[Source records — start]
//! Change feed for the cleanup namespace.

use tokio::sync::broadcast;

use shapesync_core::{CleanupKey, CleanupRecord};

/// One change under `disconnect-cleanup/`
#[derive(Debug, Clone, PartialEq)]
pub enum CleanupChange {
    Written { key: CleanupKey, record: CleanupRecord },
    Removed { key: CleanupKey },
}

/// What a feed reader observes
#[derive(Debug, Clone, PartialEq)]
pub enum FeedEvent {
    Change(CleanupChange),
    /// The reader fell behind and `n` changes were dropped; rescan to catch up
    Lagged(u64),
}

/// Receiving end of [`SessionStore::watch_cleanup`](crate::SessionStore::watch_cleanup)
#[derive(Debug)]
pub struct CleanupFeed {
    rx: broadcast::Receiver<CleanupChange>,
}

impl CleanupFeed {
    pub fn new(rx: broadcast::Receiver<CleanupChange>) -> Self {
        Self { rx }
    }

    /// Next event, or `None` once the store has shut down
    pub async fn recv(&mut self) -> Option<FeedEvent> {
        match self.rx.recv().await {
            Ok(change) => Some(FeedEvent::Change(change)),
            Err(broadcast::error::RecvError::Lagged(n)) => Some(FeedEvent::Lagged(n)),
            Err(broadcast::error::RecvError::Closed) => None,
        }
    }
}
[Source records — finish]
Work request:
Copy each line above holding "Receiver".

Result of the exercise:
    rx: broadcast::Receiver<CleanupChange>,
    pub fn new(rx: broadcast::Receiver<CleanupChange>) -> Self {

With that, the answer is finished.